Colo. Woman Accused of Buying Gun for Ebel

View Comments ()
|
Email
|
Print

    NEWSLETTERS

    AP
    Evan Spencer Ebel is suspected in the shooting deaths of Tom Clements on March 19 and pizza deliveryman Nathan Leon, as well as the shooting of a Montague County deputy.

    The woman accused of buying the gun used to kill Colorado's corrections chief knew the shooting suspect for years, and the two had been hanging out after he was released from prison, according to her cousin.

    Stevie Marie Vigil, 22, is accused of buying the gun and later giving it to Evan Ebel, a felon who was barred from possessing a firearm.

    Ebel is suspected in the shooting deaths of Tom Clements on March 19 and pizza deliveryman Nathan Leon two days earlier.

    Ebel was shot and killed in Wise County after shooting and wounding a Montague County deputy conducting a traffic stop.

    Vigil's cousin, Victor Baca, said Thursday he doesn't know why she may have bought the gun. He says Ebel may have intimidated her, or she may have felt she needed it for protection.

    He described Vigil as a good, hardworking girl studying to be a nurse who isn't fond of guns.

    Vigil is accused of buying the gun in early March at a gun shop in Englewood and later giving it to Evan Ebel, a felon who was barred from possessing a firearm. She was arrested late Wednesday and was being held on $25,000 bond.

    Investigators are trying to determine whether Leon was killed for his uniform with the intent of persuading Clements to open his front door. They haven't determined yet whether Ebel, 28, acted alone but say the Smith & Wesson 9 mm he used in Texas is the same gun used to kill Clements.

    El Paso County Sheriff's Office spokesman Sgt. Joe Roybal said investigators are looking into whether Vigil knew about what Ebel was planning to do with the gun.

    Vigil made her first court appearance Thursday in Arapahoe County dressed in an orange jail jumpsuit. Her hands were cuffed and her feet shackled.

    Vigil faces one count of unlawful purchase of a firearm, a felony which carries a penalty of between two and 16 years in prison.

    The statute makes it illegal for someone to buy a firearm to transfer to a person that they know or should know isn't legally allowed to have a firearm. Vigil has no criminal record in Colorado so she would be able to pass a background check to buy a gun.

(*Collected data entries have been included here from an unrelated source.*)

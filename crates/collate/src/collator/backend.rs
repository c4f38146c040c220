use std::cmp::Ordering;
use std::fmt::Debug;

use super::Strength;

/// A native collation engine behind a [`Collator`](super::Collator).
///
/// Implementations only provide the engine call surface: opening at a
/// native strength for a requested locale, comparing, and reporting the
/// locale they settled on. Opening never fails; an implementation that
/// cannot reach its engine degrades to an inert comparator instead.
pub trait CollationBackend: Debug {
    /// Open the engine at `strength` for the requested locale tag.
    fn open(strength: Strength, requested_locale: Option<&str>) -> Self
    where
        Self: Sized;

    /// Native three-way comparison at the strength the backend was opened with.
    fn compare(&self, lhs: &str, rhs: &str) -> Ordering;

    /// The concrete locale in use. Empty when undeterminable.
    fn resolved_locale(&self) -> &str;

    /// Whether every comparison answers `Equal`.
    fn is_inert(&self) -> bool {
        false
    }
}

/// The backend used by [`Collator::new`](super::Collator::new).
#[cfg(feature = "icu")]
pub type DefaultBackend = super::IcuBackend;

/// The backend used by [`Collator::new`](super::Collator::new).
#[cfg(not(feature = "icu"))]
pub type DefaultBackend = super::NoopBackend;
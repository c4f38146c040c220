//! collate CLI entry point.
//!
//! Provides command-line tools for collators and collator expressions:
//! - `collate eval` - Evaluate an expression against feature properties
//! - `collate compare` - Compare two strings with a collator
//! - `collate sort` - Sort lines with a collator
//! - `collate matrix` - Compare two strings under every sensitivity

mod commands;
mod output;

use std::process::exit;

use clap::{Parser, Subcommand, ValueEnum};
use commands::{
    run_compare, run_eval, run_matrix, run_sort, CompareArgs, EvalArgs, MatrixArgs, SortArgs,
};
use log::LevelFilter;

/// Locale-aware collation tools.
#[derive(Debug, Parser)]
#[command(name = "collate")]
#[command(about = "Locale-aware collation tools", long_about = None)]
#[command(version)]
pub struct Cli {
    /// Color output control
    #[arg(long, value_enum, default_value_t = ColorWhen::Auto, global = true)]
    pub color: ColorWhen,

    /// Enable verbose output
    #[arg(short, long, global = true)]
    pub verbose: bool,

    #[command(subcommand)]
    pub command: Commands,
}

/// When to use colored output.
#[derive(Debug, Clone, Copy, ValueEnum)]
pub enum ColorWhen {
    Auto,
    Always,
    Never,
}

/// CLI subcommands.
#[derive(Debug, Subcommand)]
pub enum Commands {
    /// Parse and evaluate an expression
    Eval(EvalArgs),
    /// Compare two strings with a collator
    Compare(CompareArgs),
    /// Sort lines of a file or stdin with a collator
    Sort(SortArgs),
    /// Compare two strings under every sensitivity combination
    Matrix(MatrixArgs),
}

/// Set up color output based on user preference.
fn setup_colors(color_when: ColorWhen) {
    match color_when {
        ColorWhen::Auto => {
            // owo-colors automatically checks TTY, NO_COLOR, FORCE_COLOR
        }
        ColorWhen::Always => {
            owo_colors::set_override(true);
        }
        ColorWhen::Never => {
            owo_colors::set_override(false);
        }
    }
}

/// Install the logger. `RUST_LOG` applies unless `--verbose` forces debug.
fn setup_logging(verbose: bool) {
    let mut builder = env_logger::Builder::from_default_env();
    builder.format_timestamp(None);
    if verbose {
        builder.filter_level(LevelFilter::Debug);
    }
    builder.init();
}

fn main() -> miette::Result<()> {
    let cli = Cli::parse();
    setup_colors(cli.color);
    setup_logging(cli.verbose);

    miette::set_hook(Box::new(|_| {
        Box::new(
            miette::MietteHandlerOpts::new()
                .terminal_links(true)
                .unicode(true)
                .context_lines(2)
                .build(),
        )
    }))?;

    let result = match cli.command {
        Commands::Eval(args) => run_eval(args),
        Commands::Compare(args) => run_compare(args),
        Commands::Sort(args) => run_sort(args),
        Commands::Matrix(args) => run_matrix(args),
    };

    match result {
        Ok(code) => exit(code),
        Err(e) => {
            eprintln!("{:?}", e);
            exit(exitcode::SOFTWARE);
        }
    }
}
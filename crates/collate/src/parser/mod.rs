//! Parsing of style-expression syntax.
//!
//! Raw syntax is JSON: literals are scalars and calls are arrays whose first
//! element names the operator, e.g. `["collator", {"case-sensitive": true}]`.
//! Parsing produces an [`Expression`](crate::expression::Expression) tree
//! that is type-checked against the type the caller expects.

mod context;
mod error;
pub mod syntax;

pub use context::ParsingContext;
pub use error::ParseError;

use serde_json::Value as Json;

use crate::expression::Expression;
use crate::types::Type;

/// Parse raw syntax into an expression tree.
///
/// `expected` constrains the root's type; pass `None` to accept any type.
///
/// # Example
///
/// ```
/// use collate::{Type, parse_expression};
/// use serde_json::json;
///
/// let expr = parse_expression(&json!(["collator", {"case-sensitive": true}]), None).unwrap();
/// assert_eq!(expr.result_type(), Type::Collator);
///
/// let err = parse_expression(&json!(["collator"]), None).unwrap_err();
/// assert_eq!(err.message, "Expected exactly one argument.");
/// ```
pub fn parse_expression(value: &Json, expected: Option<Type>) -> Result<Expression, ParseError> {
    ParsingContext::new(expected).parse_root(value)
}
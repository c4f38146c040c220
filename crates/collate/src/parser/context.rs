//! Parsing context tracking the expected type, key path and reported errors.

use std::mem;

use serde_json::Value as Json;

use super::ParseError;
use super::syntax::kind_name;
use crate::expression::{
    Assertion, CollatorExpression, Comparison, Expression, Get, Literal, ResolvedLocale,
};
use crate::types::{Type, Value};

/// State carried through recursive parsing.
///
/// The context tracks:
/// - The type the node being parsed is expected to have
/// - The key path from the root to that node, for error locations
/// - Every error reported so far (the error sink)
#[derive(Debug, Default)]
pub struct ParsingContext {
    /// Argument indices from the root to the current node.
    path: Vec<usize>,
    /// Type the current node must produce, if constrained.
    expected: Option<Type>,
    /// Errors reported through [`ParsingContext::error`].
    errors: Vec<ParseError>,
}

impl ParsingContext {
    /// Create a root context expecting `expected` (or any type).
    pub fn new(expected: Option<Type>) -> Self {
        Self {
            path: Vec::new(),
            expected,
            errors: Vec::new(),
        }
    }

    /// Type the current node must produce, if constrained.
    pub fn expected(&self) -> Option<Type> {
        self.expected
    }

    /// Key path of the current node, e.g. `[1][3]`.
    pub fn key(&self) -> String {
        self.path.iter().map(|index| format!("[{index}]")).collect()
    }

    /// Report an error at the current key.
    ///
    /// The error is recorded in the sink and returned so callers can abort
    /// with `Err(ctx.error(..))`.
    pub fn error(&mut self, message: impl Into<String>) -> ParseError {
        let error = ParseError::new(self.key(), message);
        self.errors.push(error.clone());
        error
    }

    /// Report an error at argument `index` of the current node.
    pub fn error_at(&mut self, index: usize, message: impl Into<String>) -> ParseError {
        self.path.push(index);
        let error = self.error(message);
        self.path.pop();
        error
    }

    /// Errors reported so far.
    pub fn errors(&self) -> &[ParseError] {
        &self.errors
    }

    /// Drain all reported errors.
    pub fn take_errors(&mut self) -> Vec<ParseError> {
        mem::take(&mut self.errors)
    }

    /// Parse the root node of a syntax tree.
    pub fn parse_root(&mut self, value: &Json) -> Result<Expression, ParseError> {
        self.parse_value(value)
    }

    /// Parse argument `index` of the current node as a child expression.
    ///
    /// The child is checked against `expected`; the current expected type and
    /// key are restored afterwards whether or not parsing succeeded.
    pub fn parse(
        &mut self,
        value: &Json,
        index: usize,
        expected: Option<Type>,
    ) -> Result<Expression, ParseError> {
        self.path.push(index);
        let outer = mem::replace(&mut self.expected, expected);
        let result = self.parse_value(value);
        self.expected = outer;
        self.path.pop();
        result
    }

    fn parse_value(&mut self, value: &Json) -> Result<Expression, ParseError> {
        let parsed = match value {
            Json::Array(items) => self.parse_call(value, items)?,
            Json::Object(_) => {
                return Err(self.error(r#"Bare objects invalid. Use ["literal", {...}] instead."#));
            }
            scalar => Expression::Literal(Literal::new(Value::from_json(scalar))),
        };
        self.annotate(parsed)
    }

    fn parse_call(&mut self, value: &Json, items: &[Json]) -> Result<Expression, ParseError> {
        let Some(head) = items.first() else {
            return Err(self.error(
                r#"Expected an array with at least one element. If you wanted a literal array, use ["literal", []]."#,
            ));
        };
        let Some(operator) = head.as_str() else {
            return Err(self.error(format!(
                r#"Expression name must be a string, but found {} instead. If you wanted a literal array, use ["literal", [...]]."#,
                kind_name(head)
            )));
        };

        match operator {
            "literal" => Literal::parse(value, self),
            "get" => Get::parse(value, self),
            "boolean" | "string" | "number" | "object" => Assertion::parse(value, self),
            "==" | "!=" | "<" | "<=" | ">" | ">=" => Comparison::parse(value, self),
            "collator" => CollatorExpression::parse(value, self),
            "resolved-locale" => ResolvedLocale::parse(value, self),
            unknown => Err(self.error_at(
                0,
                format!(
                    r#"Unknown expression "{unknown}". If you wanted a literal array, use ["literal", [...]]."#
                ),
            )),
        }
    }

    /// Check a parsed node against the expected type.
    ///
    /// A `value`-typed node is wrapped in a runtime assertion when the
    /// expected type can be asserted; any other mismatch is an error.
    fn annotate(&mut self, expression: Expression) -> Result<Expression, ParseError> {
        let Some(expected) = self.expected else {
            return Ok(expression);
        };
        let actual = expression.result_type();
        if expected == Type::Value || actual == expected {
            return Ok(expression);
        }
        if actual == Type::Value && Assertion::can_assert(expected) {
            return Ok(Expression::Assertion(Assertion::new(
                expected,
                vec![expression],
            )));
        }
        Err(self.error(format!("Expected {expected} but found {actual} instead.")))
    }
}
//! Matrix command implementation.

use clap::Args;
use collate::{Collator, CollatorOptions};
use miette::Result;

use crate::output::table::{format_matrix_table, MatrixRow};

/// Arguments for the matrix command.
#[derive(Debug, Args)]
pub struct MatrixArgs {
    /// Left-hand string
    pub lhs: String,

    /// Right-hand string
    pub rhs: String,

    /// Locale tag (e.g., de, sv, en-US). Defaults to the environment locale
    #[arg(long, env = "COLLATE_LOCALE")]
    pub locale: Option<String>,
}

/// Compare `lhs` and `rhs` under each sensitivity combination.
fn matrix_rows(lhs: &str, rhs: &str, locale: Option<&str>) -> Vec<MatrixRow> {
    let mut rows = Vec::with_capacity(4);
    for case_sensitive in [false, true] {
        for diacritic_sensitive in [false, true] {
            let options = CollatorOptions::builder()
                .case_sensitive(case_sensitive)
                .diacritic_sensitive(diacritic_sensitive)
                .maybe_locale(locale.map(str::to_string))
                .build();
            let strength = options.strength();
            let collator = Collator::new(options);
            rows.push(MatrixRow {
                case_sensitive,
                diacritic_sensitive,
                strength,
                result: collator.compare(lhs, rhs),
            });
        }
    }
    rows
}

/// Run the matrix command.
pub fn run_matrix(args: MatrixArgs) -> Result<i32> {
    let rows = matrix_rows(&args.lhs, &args.rhs, args.locale.as_deref());
    println!("{}", format_matrix_table(&rows));
    Ok(exitcode::OK)
}
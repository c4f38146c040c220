//! Implementation of the `collate sort` command.

use std::fs::read_to_string;
use std::io::{read_to_string as read_all, stdin};
use std::path::{Path, PathBuf};

use collate::Collator;
use miette::{miette, Result};

use super::CollatorArgs;

/// Arguments for the sort command.
#[derive(Debug, clap::Args)]
pub struct SortArgs {
    /// File to sort. Reads stdin when omitted
    pub file: Option<PathBuf>,

    #[command(flatten)]
    pub collator: CollatorArgs,

    /// Sort in descending order
    #[arg(long)]
    pub reverse: bool,
}

/// Read the whole input from a file or stdin.
fn read_input(file: Option<&Path>) -> Result<String> {
    match file {
        Some(path) => read_to_string(path)
            .map_err(|e| miette!("Cannot read {}: {}", path.display(), e)),
        None => read_all(stdin()).map_err(|e| miette!("Cannot read stdin: {}", e)),
    }
}

/// Stable sort of the lines of `text`. Equal lines keep their input order.
fn sort_lines<'a>(collator: &Collator, text: &'a str, reverse: bool) -> Vec<&'a str> {
    let mut lines: Vec<&str> = text.lines().collect();
    if reverse {
        lines.sort_by(|a, b| collator.compare(b, a));
    } else {
        lines.sort_by(|a, b| collator.compare(a, b));
    }
    lines
}

/// Run the sort command.
pub fn run_sort(args: SortArgs) -> Result<i32> {
    let text = read_input(args.file.as_deref())?;
    let collator = args.collator.collator();
    log::debug!("sorting with {:?}", collator);

    for line in sort_lines(&collator, &text, args.reverse) {
        println!("{}", line);
    }
    Ok(exitcode::OK)
}

#[cfg(test)]
mod tests {
    use std::io::Write;

    use collate::{CollatorOptions, NoopBackend};
    use tempfile::NamedTempFile;

    use super::*;

    #[test]
    fn reads_file_input() {
        let mut file = NamedTempFile::new().unwrap();
        writeln!(file, "b\na").unwrap();
        assert_eq!(read_input(Some(file.path())).unwrap(), "b\na\n");
    }

    #[test]
    fn missing_file_is_an_error() {
        let dir = tempfile::tempdir().unwrap();
        assert!(read_input(Some(&dir.path().join("absent.txt"))).is_err());
    }

    #[test]
    fn inert_collator_keeps_input_order() {
        let collator = Collator::with_backend::<NoopBackend>(CollatorOptions::default());
        assert_eq!(sort_lines(&collator, "b\na\nc", false), vec!["b", "a", "c"]);
        assert_eq!(sort_lines(&collator, "b\na\nc", true), vec!["b", "a", "c"]);
    }

    #[cfg(feature = "icu")]
    #[test]
    fn sorts_with_locale_tailoring() {
        let swedish = Collator::new(
            CollatorOptions::builder().locale("sv".to_string()).build(),
        );
        assert_eq!(sort_lines(&swedish, "ä\nz\na", false), vec!["a", "z", "ä"]);
        assert_eq!(sort_lines(&swedish, "ä\nz\na", true), vec!["ä", "z", "a"]);
    }

    #[test]
    fn run_sort_reads_file() {
        let mut file = NamedTempFile::new().unwrap();
        writeln!(file, "beta\nalpha").unwrap();
        let args = SortArgs {
            file: Some(file.path().to_path_buf()),
            collator: CollatorArgs::default(),
            reverse: false,
        };
        assert_eq!(run_sort(args).unwrap(), exitcode::OK);
    }
}
//! ICU4X collation backend.

use std::cmp::Ordering;
use std::fmt::{Debug, Formatter, Result as FmtResult};

use icu_collator::options::{CollatorOptions as IcuOptions, Strength as IcuStrength};
use icu_collator::{Collator, CollatorBorrowed};
use icu_locale_core::{Locale, locale};
use log::debug;

use super::{CollationBackend, Strength, negotiate_locale};

/// Backend wrapping an ICU4X collator with compiled CLDR data.
///
/// The native collator is owned by this backend and dropped with it. When no
/// collator can be opened, neither for the negotiated locale nor for the
/// root locale, the backend is inert and reports an empty resolved locale.
pub struct IcuBackend {
    collator: Option<CollatorBorrowed<'static>>,
    resolved_locale: String,
}

impl IcuBackend {
    fn try_open(strength: Strength, locale: &Locale) -> Option<CollatorBorrowed<'static>> {
        match Collator::try_new(locale.clone().into(), icu_options(strength)) {
            Ok(collator) => Some(collator),
            Err(err) => {
                debug!("cannot open {strength} collator for '{locale}': {err}");
                None
            }
        }
    }
}

impl CollationBackend for IcuBackend {
    fn open(strength: Strength, requested_locale: Option<&str>) -> Self {
        let negotiated = negotiate_locale(requested_locale);
        if let Some(collator) = Self::try_open(strength, &negotiated) {
            return Self {
                collator: Some(collator),
                resolved_locale: negotiated.to_string(),
            };
        }

        let root = locale!("und");
        match Self::try_open(strength, &root) {
            Some(collator) => Self {
                collator: Some(collator),
                resolved_locale: root.to_string(),
            },
            None => Self {
                collator: None,
                resolved_locale: String::new(),
            },
        }
    }

    fn compare(&self, lhs: &str, rhs: &str) -> Ordering {
        self.collator
            .as_ref()
            .map_or(Ordering::Equal, |collator| collator.compare(lhs, rhs))
    }

    fn resolved_locale(&self) -> &str {
        &self.resolved_locale
    }

    fn is_inert(&self) -> bool {
        self.collator.is_none()
    }
}

impl Debug for IcuBackend {
    fn fmt(&self, f: &mut Formatter<'_>) -> FmtResult {
        f.debug_struct("IcuBackend")
            .field("resolved_locale", &self.resolved_locale)
            .field("open", &self.collator.is_some())
            .finish()
    }
}

fn icu_options(strength: Strength) -> IcuOptions {
    let mut options = IcuOptions::default();
    options.strength = Some(match strength {
        Strength::Primary => IcuStrength::Primary,
        Strength::Secondary => IcuStrength::Secondary,
        Strength::Tertiary => IcuStrength::Tertiary,
    });
    options
}
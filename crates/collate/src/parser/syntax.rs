//! Accessors over raw JSON syntax.

use serde_json::Value as Json;

/// Number of elements when `value` is an array.
pub fn array_length(value: &Json) -> Option<usize> {
    value.as_array().map(Vec::len)
}

/// Element `index` of an array.
pub fn array_member(value: &Json, index: usize) -> Option<&Json> {
    value.as_array().and_then(|items| items.get(index))
}

pub fn is_object(value: &Json) -> bool {
    value.is_object()
}

/// Named member of an object.
pub fn object_member<'a>(value: &'a Json, name: &str) -> Option<&'a Json> {
    value.as_object().and_then(|members| members.get(name))
}

/// Lower-case JSON type name used in parse messages.
pub fn kind_name(value: &Json) -> &'static str {
    match value {
        Json::Null => "null",
        Json::Bool(_) => "boolean",
        Json::Number(_) => "number",
        Json::String(_) => "string",
        Json::Array(_) => "array",
        Json::Object(_) => "object",
    }
}
//! Miette diagnostic wrapper for malformed expression JSON.
//!
//! Note: This module has an exception for `unused_assignments` because miette
//! derive macros read struct fields in generated code that rustc cannot track.
#![allow(unused_assignments)]

use miette::{Diagnostic, NamedSource, SourceSpan};
use thiserror::Error;

/// A miette-compatible diagnostic for expression syntax that is not valid
/// JSON.
///
/// Note: Fields are read by miette derive macros, not directly by code.
#[derive(Debug, Error, Diagnostic)]
#[error("invalid expression: {message}")]
#[diagnostic(code(collate::json))]
pub struct ExprDiagnostic {
    #[source_code]
    src: NamedSource<String>,

    #[label("error here")]
    span: SourceSpan,

    message: String,

    #[help]
    help: Option<String>,
}

impl ExprDiagnostic {
    /// Create a diagnostic from a JSON syntax error in `content`.
    pub fn from_json_error(content: &str, err: &serde_json::Error) -> Self {
        let offset = byte_offset(content, err.line(), err.column());
        ExprDiagnostic {
            src: NamedSource::new("<expr>", content.to_string()),
            span: (offset, 1).into(),
            message: err.to_string(),
            help: Some(r#"expressions are JSON, e.g. ["collator", {"case-sensitive": true}]"#.into()),
        }
    }
}

/// Convert a 1-based line:column to a byte offset, clamped to the content.
fn byte_offset(content: &str, line: usize, column: usize) -> usize {
    let offset = content
        .lines()
        .take(line.saturating_sub(1))
        .map(|l| l.len() + 1)
        .sum::<usize>()
        + column.saturating_sub(1);

    // Clamp offset to content length to avoid miette panic on out-of-bounds
    offset.min(content.len())
}
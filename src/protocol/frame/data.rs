use bytes::{BufMut, Bytes};

use crate::frame::{Flag, FrameHeader, Kind, StreamIdentifier};

#[derive(Debug, Clone)]
pub struct Data {
    id: StreamIdentifier,
    end_stream: bool,
    payload: Bytes,
}

impl Data {
    pub fn new(id: StreamIdentifier, payload: Bytes) -> Data {
        Data {
            id,
            end_stream: false,
            payload,
        }
    }

    pub fn stream_id(&self) -> StreamIdentifier {
        self.id
    }

    pub fn is_end_stream(&self) -> bool {
        self.end_stream
    }

    pub fn set_end_stream(&mut self, end: bool) {
        self.end_stream = end;
    }

    pub fn payload(&self) -> &Bytes {
        &self.payload
    }

    pub fn into_payload(self) -> Bytes {
        self.payload
    }

    pub fn parse(head: FrameHeader, payload: Bytes) -> Data {
        Data {
            id: head.stream_id(),
            end_stream: head.flag().contains(Flag::END_STREAM),
            payload,
        }
    }

    pub fn encode<B: BufMut>(&self, buf: &mut B) {
        let mut flag = Flag::zero();
        if self.end_stream {
            flag.set(Flag::END_STREAM);
        }
        FrameHeader::new(Kind::Data, flag, self.id).encode(buf, self.payload.len());
        buf.put_slice(&self.payload);
    }
}
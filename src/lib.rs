// Copyright 2023 - 2024 Muxstream See the COPYRIGHT
// file at the top-level directory of this distribution.
//
// Licensed under the Apache License, Version 2.0 <LICENSE-APACHE or
// http://www.apache.org/licenses/LICENSE-2.0>, at your
// option. This file may not be copied, modified, or distributed
// except according to those terms.
//
// Author: tickbh
// -----
// Created Date: 2024/01/17 09:42:25

//! 把一条可靠的双工字节通道切分成多条互不阻塞的逻辑流:
//! 每条流有独立的信用窗口、半关闭语义与错误隔离,
//! 供上层RPC在单个连接上并发跑多个请求.

mod protocol;

pub use protocol::*;
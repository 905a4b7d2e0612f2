// Copyright 2023 - 2024 Muxstream See the COPYRIGHT
// file at the top-level directory of this distribution.
//
// Licensed under the Apache License, Version 2.0 <LICENSE-APACHE or
// http://www.apache.org/licenses/LICENSE-2.0>, at your
// option. This file may not be copied, modified, or distributed
// except according to those terms.
//
// Author: tickbh
// -----
// Created Date: 2024/01/17 09:42:25

use std::fmt;
use std::time::Duration;

use serde::de::{self, Visitor};
use serde::{Deserialize, Deserializer};

use crate::{Builder, ProtError, ProtResult};

/// 外部配置识别的选项, 未知选项一律拒绝
#[derive(Debug, Clone, Default, Deserialize, PartialEq, Eq)]
#[serde(deny_unknown_fields, default)]
pub struct MuxOptions {
    pub max_bidirectional_streams: Option<u32>,
    pub max_unidirectional_streams: Option<u32>,
    pub idle_timeout: Option<IdleTimeout>,
}

/// 空闲超时: 毫秒数或字符串"infinite"
#[derive(Debug, Clone, Copy, PartialEq, Eq)]
pub enum IdleTimeout {
    Infinite,
    Millis(u64),
}

impl IdleTimeout {
    pub fn as_duration(&self) -> Option<Duration> {
        match self {
            IdleTimeout::Infinite => None,
            IdleTimeout::Millis(ms) => Some(Duration::from_millis(*ms)),
        }
    }
}

impl<'de> Deserialize<'de> for IdleTimeout {
    fn deserialize<D>(deserializer: D) -> Result<Self, D::Error>
    where
        D: Deserializer<'de>,
    {
        struct IdleVisitor;

        impl<'de> Visitor<'de> for IdleVisitor {
            type Value = IdleTimeout;

            fn expecting(&self, formatter: &mut fmt::Formatter<'_>) -> fmt::Result {
                formatter.write_str("milliseconds or the string \"infinite\"")
            }

            fn visit_u64<E: de::Error>(self, value: u64) -> Result<IdleTimeout, E> {
                Ok(IdleTimeout::Millis(value))
            }

            fn visit_i64<E: de::Error>(self, value: i64) -> Result<IdleTimeout, E> {
                if value < 0 {
                    return Err(E::custom("idle_timeout must not be negative"));
                }
                Ok(IdleTimeout::Millis(value as u64))
            }

            fn visit_str<E: de::Error>(self, value: &str) -> Result<IdleTimeout, E> {
                if value.eq_ignore_ascii_case("infinite") {
                    Ok(IdleTimeout::Infinite)
                } else {
                    Err(E::custom(format!("unknown idle_timeout value: {}", value)))
                }
            }
        }

        deserializer.deserialize_any(IdleVisitor)
    }
}

impl MuxOptions {
    /// 从yaml文本解析, 出现不认识的选项返回`InvalidConfiguration`
    pub fn from_yaml(content: &str) -> ProtResult<MuxOptions> {
        serde_yaml::from_str(content).map_err(|e| ProtError::InvalidConfiguration(e.to_string()))
    }

    /// 应用到构造器, 未出现的选项保持原值
    pub fn apply(&self, mut builder: Builder) -> Builder {
        if let Some(max) = self.max_bidirectional_streams {
            builder.max_bidirectional_streams = max;
        }
        if let Some(max) = self.max_unidirectional_streams {
            builder.max_unidirectional_streams = max;
        }
        if let Some(idle) = &self.idle_timeout {
            builder.idle_timeout = idle.as_duration();
        }
        builder
    }
}

#[cfg(test)]
mod tests {
    use super::*;

    #[test]
    fn parse_options() {
        let options = MuxOptions::from_yaml(
            "max_bidirectional_streams: 8\nidle_timeout: 30000\n",
        )
        .unwrap();
        assert_eq!(options.max_bidirectional_streams, Some(8));
        assert_eq!(options.idle_timeout, Some(IdleTimeout::Millis(30000)));

        let options = MuxOptions::from_yaml("idle_timeout: infinite\n").unwrap();
        assert_eq!(options.idle_timeout, Some(IdleTimeout::Infinite));

        let builder = options.apply(Builder::new().idle_timeout(Some(Duration::from_secs(5))));
        assert_eq!(builder.idle_timeout, None);
    }

    #[test]
    fn unknown_option_rejected() {
        let err = MuxOptions::from_yaml("compression: gzip\n").unwrap_err();
        assert!(matches!(err, ProtError::InvalidConfiguration(_)));
    }
}
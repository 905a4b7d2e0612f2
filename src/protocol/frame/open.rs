use bytes::BufMut;

use crate::frame::{Flag, FrameHeader, Kind, Reason, StreamIdentifier};
use crate::{ProtError, ProtResult};

/// 新流通告, 方向与发起方由流号低位决定, 无负载
#[derive(Debug, Clone, Copy, PartialEq, Eq)]
pub struct Open {
    id: StreamIdentifier,
}

impl Open {
    pub fn new(id: StreamIdentifier) -> Open {
        Open { id }
    }

    pub fn stream_id(&self) -> StreamIdentifier {
        self.id
    }

    pub fn is_bidirectional(&self) -> bool {
        self.id.is_bidirectional()
    }

    pub fn parse(head: FrameHeader) -> ProtResult<Open> {
        if head.length() != 0 {
            return Err(ProtError::library_go_away(Reason::PROTOCOL_ERROR));
        }
        Ok(Open {
            id: head.stream_id(),
        })
    }

    pub fn encode<B: BufMut>(&self, buf: &mut B) {
        FrameHeader::new(Kind::Open, Flag::zero(), self.id).encode(buf, 0);
    }
}
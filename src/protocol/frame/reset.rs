use bytes::{Buf, BufMut};

use crate::frame::{Flag, FrameHeader, Kind, Reason, StreamIdentifier};
use crate::{ProtError, ProtResult};

/// 单个流的终止通告, 双向立即生效, 不影响同连接的其它流
#[derive(Debug, Clone, Copy, PartialEq, Eq)]
pub struct Reset {
    id: StreamIdentifier,
    error_code: Reason,
}

impl Reset {
    pub fn new(id: StreamIdentifier, error_code: Reason) -> Reset {
        Reset { id, error_code }
    }

    pub fn stream_id(&self) -> StreamIdentifier {
        self.id
    }

    pub fn reason(&self) -> Reason {
        self.error_code
    }

    pub fn parse(head: FrameHeader, mut payload: impl Buf) -> ProtResult<Reset> {
        if head.length() != 4 {
            return Err(ProtError::library_go_away(Reason::PROTOCOL_ERROR));
        }
        Ok(Reset {
            id: head.stream_id(),
            error_code: payload.get_u32().into(),
        })
    }

    pub fn encode<B: BufMut>(&self, buf: &mut B) {
        FrameHeader::new(Kind::Reset, Flag::zero(), self.id).encode(buf, 4);
        buf.put_u32(self.error_code.into());
    }
}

    Mark Hurlbert, assistant district attorney for Arapahoe County, declined to comment on whether there were any other charges being considered against Vigil or whether she was suspected of being a part of a conspiracy.

    Vigil's lawyer, Normando Pacheco, left the hearing without comment.

    Most documents in the case have been sealed, including an arrest affidavit that details the events leading to Virgil's arrest. Unlike other states, the sealing of court records is increasingly common in high profile cases that are under investigation.

    A judge is scheduled to consider the evidence against Vigil at a hearing on April 30.

    Ebel threatened to kill a guard while he was in prison, according to state records, one episode in a long history of misconduct behind bars.

    Within nine months of entering prison in 2005, Ebel misbehaved so badly he was placed in solitary confinement. He spent much time there because of continued threats and attacks against prison workers and other inmates.

    The new information comes from Ebel's prison record, which was released to The Associated Press on Thursday after an open records request.